Veinte años después,
desde la presidencia, Trump convocó a una “insurrección” para defender su
supuesto triunfo electoral. Poco valieron los rechazos y desestimaciones de las
distintas instancias de justicia ante las cuales interpuso quejas y denuncias
de toda índole. Los videos que testimonian la incitación a la asonada sobre el
Capitolio despejan toda duda respecto a su responsabilidad.
Todavía resta la
ceremonia formal de transmisión de mandos, que será justamente en una semana,
el 20 de enero. Esperemos que se realice con el respeto y la paz que la larga
tradición estadounidense impone.
Los signos
estuvieron desde 2015, cuando Donald Trump inició su campaña por la candidatura
republicana a la presidencia denostando a la comunidad mexicana y acusándolos
de violadores y asaltantes.
Quizá uno de los
momentos más amargos —por lo que pudo haber sido y no fue— se dio en la visita
del entonces candidato a Los Pinos en agosto de 2016. Por primera vez, quien
iba hasta entonces rezagado en las preferencias electorales se vio
presidencial, gracias al escenario montado desde el corazón del poder en
México.
El juicio de
entonces fue que el tratado comercial —TLCAN— en riesgo bien valía el intento
de minimizar o ignorar sus expresiones. El presidente López Obrador decidió el
camino de contemporizar con el ogro. Incluso, en vísperas del inicio de su
gobierno, escribió una extraña carta donde destacaba las similitudes de sus
trayectorias y de sus triunfos obtenidos en contra del “stablishment” político.
Fiel al llamado,
López Obrador acudió a Washington en un viaje relámpago que tuvo claramente
pretensión de apoyo electoral. El tardío reconocimiento del resultado favorable
a Biden se combinó con la ausencia de una condena clara a la violencia contra
el poder Legislativo estadounidense.
En cambio, López
Obrador prefirió dirigir sus baterías retóricas contra Facebook y Twitter por
haber cerrado las cuentas de las redes sociales de Trump.
Mucho se discute en
México respecto a la tolerancia. Su parte medular consiste en el respeto a las
ideas, creencias o prácticas de los demás cuando son diferentes o incluso,
contrarias a las propias. Trump nunca practicó la tolerancia. “Noticias falsas”
se volvió su muletilla favorita para descalificar a quienes consideró sus adversarios
políticos, incluyendo los medios de comunicación.
El paso de Trump por
la presidencia se significó por la polarización que gestó y cultivó
cuidadosamente como un estilo de gobierno.

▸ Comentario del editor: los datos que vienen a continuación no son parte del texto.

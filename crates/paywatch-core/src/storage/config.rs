//! TOML-based engine configuration.
//!
//! Stores:
//! - Escalation offsets and the due-soon window
//! - Ledger retention
//! - Default notification text, icon, and deep-link base
//!
//! Configuration is stored at `~/.config/paywatch/config.toml`.

use serde::{Deserialize, Serialize};
use std::path::PathBuf;

use super::data_dir;
use crate::error::ConfigError;

/// Escalation configuration.
#[derive(Debug, Clone, PartialEq, Serialize, Deserialize)]
pub struct EscalationConfig {
    /// Hours after the first reminder at which each step fires. Step 0 is
    /// the first entry.
    #[serde(default = "default_offsets")]
    pub offsets_hours: Vec<u32>,
    /// Days ahead of the due day that reminders start (0 = on the day).
    #[serde(default)]
    pub due_soon_window_days: u32,
    /// Ledger entries older than this many cycles are pruned on activate.
    #[serde(default = "default_retention_cycles")]
    pub retention_cycles: u32,
}

/// Notification presentation configuration.
#[derive(Debug, Clone, PartialEq, Serialize, Deserialize)]
pub struct NotificationsConfig {
    #[serde(default = "default_title")]
    pub default_title: String,
    #[serde(default = "default_body")]
    pub default_body: String,
    #[serde(default = "default_icon")]
    pub icon: String,
    #[serde(default)]
    pub badge: Option<String>,
    /// Base URL the deep link is built on.
    #[serde(default = "default_app_url")]
    pub app_url: String,
    /// Attach "Mark paid" / "Open" buttons to reminders.
    #[serde(default = "default_true")]
    pub actions: bool,
}

/// Engine configuration.
///
/// Serialized to/from TOML at `~/.config/paywatch/config.toml`.
#[derive(Debug, Clone, PartialEq, Serialize, Deserialize, Default)]
pub struct Config {
    #[serde(default)]
    pub escalation: EscalationConfig,
    #[serde(default)]
    pub notifications: NotificationsConfig,
}

fn default_offsets() -> Vec<u32> {
    vec![0, 3, 6, 9]
}
fn default_retention_cycles() -> u32 {
    3
}

/// Upper bound for `escalation.retention_cycles`: ten years.
pub const MAX_RETENTION_CYCLES: u32 = 120;
fn default_title() -> String {
    "Payment reminder".into()
}
fn default_body() -> String {
    "You have payments due.".into()
}
fn default_icon() -> String {
    "/images/icon-192x192.png".into()
}
fn default_app_url() -> String {
    "/".into()
}
fn default_true() -> bool {
    true
}

impl Default for EscalationConfig {
    fn default() -> Self {
        Self {
            offsets_hours: default_offsets(),
            due_soon_window_days: 0,
            retention_cycles: default_retention_cycles(),
        }
    }
}

impl Default for NotificationsConfig {
    fn default() -> Self {
        Self {
            default_title: default_title(),
            default_body: default_body(),
            icon: default_icon(),
            badge: None,
            app_url: default_app_url(),
            actions: true,
        }
    }
}

impl EscalationConfig {
    /// # Errors
    /// Returns an error if the offsets are empty or decreasing, the
    /// due-soon window exceeds a month, or retention exceeds
    /// [`MAX_RETENTION_CYCLES`].
    pub fn validate(&self) -> Result<(), ConfigError> {
        if self.offsets_hours.is_empty() {
            return Err(ConfigError::InvalidValue {
                key: "escalation.offsets_hours".into(),
                message: "at least one offset is required".into(),
            });
        }
        if self.offsets_hours.windows(2).any(|w| w[1] < w[0]) {
            return Err(ConfigError::InvalidValue {
                key: "escalation.offsets_hours".into(),
                message: "offsets must be non-decreasing".into(),
            });
        }
        if self.due_soon_window_days > 28 {
            return Err(ConfigError::InvalidValue {
                key: "escalation.due_soon_window_days".into(),
                message: "must be at most 28".into(),
            });
        }
        if self.retention_cycles > MAX_RETENTION_CYCLES {
            return Err(ConfigError::InvalidValue {
                key: "escalation.retention_cycles".into(),
                message: format!("must be at most {MAX_RETENTION_CYCLES}"),
            });
        }
        Ok(())
    }
}

impl Config {
    fn get_json_value_by_path<'a>(
        root: &'a serde_json::Value,
        key: &str,
    ) -> Option<&'a serde_json::Value> {
        if key.is_empty() {
            return None;
        }

        let mut current = root;
        for part in key.split('.') {
            current = current.get(part)?;
        }
        Some(current)
    }

    fn set_json_value_by_path(
        root: &mut serde_json::Value,
        key: &str,
        value: &str,
    ) -> Result<(), ConfigError> {
        let unknown = || ConfigError::UnknownKey(key.to_string());
        let invalid = |message: String| ConfigError::InvalidValue {
            key: key.to_string(),
            message,
        };

        let mut parts = key.split('.').peekable();
        if parts.peek().is_none() || key.is_empty() {
            return Err(unknown());
        }

        let mut current = root;
        while let Some(part) = parts.next() {
            if parts.peek().is_none() {
                let obj = current.as_object_mut().ok_or_else(unknown)?;
                let existing = obj.get(part).ok_or_else(unknown)?;

                let new_value = match existing {
                    serde_json::Value::Bool(_) => serde_json::Value::Bool(
                        value.parse::<bool>().map_err(|e| invalid(e.to_string()))?,
                    ),
                    serde_json::Value::Number(_) => value
                        .parse::<u64>()
                        .map(|n| serde_json::Value::Number(n.into()))
                        .map_err(|_| invalid(format!("cannot parse '{value}' as number")))?,
                    serde_json::Value::Array(_) => {
                        serde_json::from_str(value).map_err(|e| invalid(e.to_string()))?
                    }
                    // Optional strings serialize as null when unset.
                    serde_json::Value::Null if value.is_empty() => serde_json::Value::Null,
                    _ => serde_json::Value::String(value.into()),
                };

                obj.insert(part.to_string(), new_value);
                return Ok(());
            }

            current = current.get_mut(part).ok_or_else(unknown)?;
        }

        Err(unknown())
    }

    fn path() -> Result<PathBuf, ConfigError> {
        data_dir()
            .map(|dir| dir.join("config.toml"))
            .map_err(|e| ConfigError::LoadFailed {
                path: PathBuf::from("config.toml"),
                message: e.to_string(),
            })
    }

    /// Load from disk or create the default file.
    ///
    /// # Errors
    ///
    /// Returns an error if the config file exists but cannot be parsed or is
    /// invalid, or if the default config cannot be written to disk.
    pub fn load() -> Result<Self, ConfigError> {
        let path = Self::path()?;
        match std::fs::read_to_string(&path) {
            Ok(content) => {
                let cfg: Config =
                    toml::from_str(&content).map_err(|e| ConfigError::ParseFailed(e.to_string()))?;
                cfg.validate()?;
                Ok(cfg)
            }
            Err(_) => {
                let cfg = Self::default();
                cfg.save()?;
                Ok(cfg)
            }
        }
    }

    /// Load from disk, returning default on error.
    /// This is a convenience method that never fails.
    pub fn load_or_default() -> Self {
        match Self::load() {
            Ok(cfg) => cfg,
            Err(e) => {
                tracing::warn!(error = %e, "falling back to default configuration");
                Self::default()
            }
        }
    }

    /// Persist to disk.
    ///
    /// # Errors
    ///
    /// Returns an error if the config cannot be serialized or written to disk.
    pub fn save(&self) -> Result<(), ConfigError> {
        let path = Self::path()?;
        let content = toml::to_string_pretty(self).map_err(|e| ConfigError::SaveFailed {
            path: path.clone(),
            message: e.to_string(),
        })?;
        std::fs::write(&path, content).map_err(|e| ConfigError::SaveFailed {
            path,
            message: e.to_string(),
        })
    }

    /// # Errors
    /// Returns the first invalid section.
    pub fn validate(&self) -> Result<(), ConfigError> {
        self.escalation.validate()
    }

    /// Get a config value as string by dot-separated key.
    pub fn get(&self, key: &str) -> Option<String> {
        let json = serde_json::to_value(self).ok()?;
        let val = Self::get_json_value_by_path(&json, key)?;
        match val {
            serde_json::Value::String(s) => Some(s.clone()),
            other => Some(other.to_string()),
        }
    }

    /// Set a config value by key without saving.
    ///
    /// # Errors
    ///
    /// Returns an error if the key is unknown, the value cannot be parsed,
    /// or the resulting configuration is invalid. `self` is left unchanged
    /// on error.
    pub fn apply(&mut self, key: &str, value: &str) -> Result<(), ConfigError> {
        let mut json =
            serde_json::to_value(&*self).map_err(|e| ConfigError::ParseFailed(e.to_string()))?;
        Self::set_json_value_by_path(&mut json, key, value)?;
        let updated: Config = serde_json::from_value(json).map_err(|e| ConfigError::InvalidValue {
            key: key.to_string(),
            message: e.to_string(),
        })?;
        updated.validate()?;
        *self = updated;
        Ok(())
    }

    /// Set a config value by key and save.
    ///
    /// # Errors
    ///
    /// See [`Config::apply`] and [`Config::save`].
    pub fn set(&mut self, key: &str, value: &str) -> Result<(), ConfigError> {
        self.apply(key, value)?;
        self.save()
    }
}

Polarizar significa orientar en dos
direcciones contrapuestas; si no estás conmigo, si no piensas como yo, entonces
estás en contra.
En México tenemos lo
propio. “Conservadores”, “neoliberales”, “enemigos de la transformación” y
“defensores de los privilegios” son algunas de las más frecuentes
descalificaciones del presidente López Obrador contra quienes ha clasificado
como enemigos. Y si además, el presidente de la república tiene el poder de la
palabra en sus conferencias mañaneras y las atribuciones de su investidura,
desdibuja o aniquila fácilmente a quienes piensan o actúan distinto a su
voluntad.
En cinco meses habrá
elecciones en todo el país. Se renovarán gubernaturas (15), congresos estatales
y ayuntamientos en casi todo el país, además de la legislatura federal con sus
500 integrantes.
Los acontecimientos
en los Estados Unidos redoblan en México la necesidad de reforzar al Instituto
Nacional Electoral (INE) y al Tribunal Electoral del Poder Judicial de la
Federación (TEPJF). Una estrategia desde la presidencia de la república para
deslegitimar a los órganos electorales pondría en riesgo la base misma del
proceso democrático mexicano.
Vale verse en el
espejo de los vecinos del norte: pasó lo inimaginable hace unas cuantas
semanas, a pesar de los síntomas ominosos que se minimizaron o se negaron a
aceptar. Es nuestra obligación prevenir…en vez de lamentar.— Ciudad de México.